I am trying to find the number of duplicate apps in the Google Play Store file. I went in a roundabout manner with my logic and coding. I am not getting the right answer. Can you help me figure out where I made a mistake?
My code is as follows:
### Finding duplicate entries in Google Play Store data ###
# First finding if duplicates exist
list1 = []
for row in android:
list1.append(row[0]) #pulled all the app names into a separate list
print("The total number of app names is:",len(list1))
apps_android = {}
apps_duplicate = [] #creating a list of all apps that have duplicate entries
for aname in list1:
if aname in apps_android:
apps_android[aname] += 1
else:
apps_android[aname] = 1
print("The total number of apps in apps_android is:",len(apps_android))
for each in apps_android:
if apps_android[each] > 1:
apps_duplicate.append(each) #for any app with more than one listing, name gets added to the list
print("The total number of duplicate apps are:",len(apps_duplicate))

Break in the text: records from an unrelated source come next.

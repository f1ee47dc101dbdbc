fn main() {
    if let Err(err) = facturas_etl::run() {
        eprintln!("error: {err:#}");
        std::process::exit(1);
    }
}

I am facing an error with the numbers. The results I get are as follows:
The total number of app names is: 10841
The total number of apps in apps_android is: 9660
The total number of duplicate apps are: 798
I am unable to figure out where I am making an error. The total number of apps (9660) is the number of unique apps in the actual solution. However, the sum of total apps and duplicate apps does not add up to 10841.